TASK ITEM:
Copy out each line below containing "MarkerKind".

Stored items:
***

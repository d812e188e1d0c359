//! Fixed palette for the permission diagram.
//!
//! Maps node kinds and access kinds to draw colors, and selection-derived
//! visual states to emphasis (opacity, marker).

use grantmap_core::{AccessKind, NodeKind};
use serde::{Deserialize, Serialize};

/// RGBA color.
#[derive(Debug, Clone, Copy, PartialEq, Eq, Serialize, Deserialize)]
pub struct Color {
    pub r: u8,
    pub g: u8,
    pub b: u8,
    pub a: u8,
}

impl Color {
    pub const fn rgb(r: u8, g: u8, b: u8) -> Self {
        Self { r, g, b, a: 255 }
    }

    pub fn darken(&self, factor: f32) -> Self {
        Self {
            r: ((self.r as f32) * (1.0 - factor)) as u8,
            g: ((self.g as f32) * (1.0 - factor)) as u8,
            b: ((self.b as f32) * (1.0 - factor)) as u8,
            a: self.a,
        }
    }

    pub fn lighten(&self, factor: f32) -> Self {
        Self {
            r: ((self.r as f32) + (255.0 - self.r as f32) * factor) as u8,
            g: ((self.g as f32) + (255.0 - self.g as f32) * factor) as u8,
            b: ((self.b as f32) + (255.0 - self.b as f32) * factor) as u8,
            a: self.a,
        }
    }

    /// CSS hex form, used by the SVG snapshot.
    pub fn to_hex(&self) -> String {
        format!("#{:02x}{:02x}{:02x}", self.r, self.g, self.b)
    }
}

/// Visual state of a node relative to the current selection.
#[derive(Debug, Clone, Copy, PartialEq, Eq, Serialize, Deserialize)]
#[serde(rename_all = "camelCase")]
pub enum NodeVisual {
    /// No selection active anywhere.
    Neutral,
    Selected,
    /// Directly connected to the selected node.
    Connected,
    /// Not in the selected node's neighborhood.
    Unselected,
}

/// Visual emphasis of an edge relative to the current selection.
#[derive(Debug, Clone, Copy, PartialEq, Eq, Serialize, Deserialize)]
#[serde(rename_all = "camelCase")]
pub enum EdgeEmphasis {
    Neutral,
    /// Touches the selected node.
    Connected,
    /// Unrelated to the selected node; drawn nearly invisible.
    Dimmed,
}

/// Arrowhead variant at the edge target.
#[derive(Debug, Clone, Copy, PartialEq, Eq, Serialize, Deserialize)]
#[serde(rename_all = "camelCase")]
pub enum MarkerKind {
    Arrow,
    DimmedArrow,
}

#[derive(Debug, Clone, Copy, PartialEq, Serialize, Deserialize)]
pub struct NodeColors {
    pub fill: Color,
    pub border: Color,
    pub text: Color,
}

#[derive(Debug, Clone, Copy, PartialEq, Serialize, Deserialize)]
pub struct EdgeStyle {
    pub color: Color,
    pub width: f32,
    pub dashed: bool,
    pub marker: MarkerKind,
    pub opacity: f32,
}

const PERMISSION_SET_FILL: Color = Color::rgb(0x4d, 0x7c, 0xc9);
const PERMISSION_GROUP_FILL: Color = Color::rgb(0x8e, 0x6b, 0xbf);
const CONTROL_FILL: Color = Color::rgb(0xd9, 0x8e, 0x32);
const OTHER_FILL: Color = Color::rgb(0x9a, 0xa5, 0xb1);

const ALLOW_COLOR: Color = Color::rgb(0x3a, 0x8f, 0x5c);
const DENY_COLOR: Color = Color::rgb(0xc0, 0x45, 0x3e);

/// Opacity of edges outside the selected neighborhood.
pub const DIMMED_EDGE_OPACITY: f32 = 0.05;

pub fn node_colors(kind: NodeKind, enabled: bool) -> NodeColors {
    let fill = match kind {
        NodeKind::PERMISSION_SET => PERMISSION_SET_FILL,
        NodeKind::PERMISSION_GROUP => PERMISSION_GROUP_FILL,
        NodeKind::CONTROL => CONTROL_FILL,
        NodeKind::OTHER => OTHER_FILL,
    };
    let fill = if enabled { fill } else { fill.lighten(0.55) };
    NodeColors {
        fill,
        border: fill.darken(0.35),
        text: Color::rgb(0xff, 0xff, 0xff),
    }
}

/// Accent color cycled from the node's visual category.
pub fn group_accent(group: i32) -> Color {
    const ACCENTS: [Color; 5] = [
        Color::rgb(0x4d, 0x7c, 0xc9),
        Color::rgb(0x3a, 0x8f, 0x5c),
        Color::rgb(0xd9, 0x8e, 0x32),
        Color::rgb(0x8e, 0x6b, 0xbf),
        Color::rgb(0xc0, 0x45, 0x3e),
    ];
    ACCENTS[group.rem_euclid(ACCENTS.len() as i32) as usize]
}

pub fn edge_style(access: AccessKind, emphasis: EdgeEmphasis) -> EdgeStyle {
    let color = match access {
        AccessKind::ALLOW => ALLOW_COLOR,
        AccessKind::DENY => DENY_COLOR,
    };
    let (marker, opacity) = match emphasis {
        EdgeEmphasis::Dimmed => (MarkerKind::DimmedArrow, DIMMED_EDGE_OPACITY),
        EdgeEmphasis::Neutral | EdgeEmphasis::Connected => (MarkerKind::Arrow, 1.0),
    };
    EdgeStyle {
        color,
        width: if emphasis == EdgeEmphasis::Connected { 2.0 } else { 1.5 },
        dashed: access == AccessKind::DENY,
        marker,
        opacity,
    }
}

***

RESULT OF THE EXERCISE:
pub enum MarkerKind {
    pub marker: MarkerKind,
        EdgeEmphasis::Dimmed => (MarkerKind::DimmedArrow, DIMMED_EDGE_OPACITY),
        EdgeEmphasis::Neutral | EdgeEmphasis::Connected => (MarkerKind::Arrow, 1.0),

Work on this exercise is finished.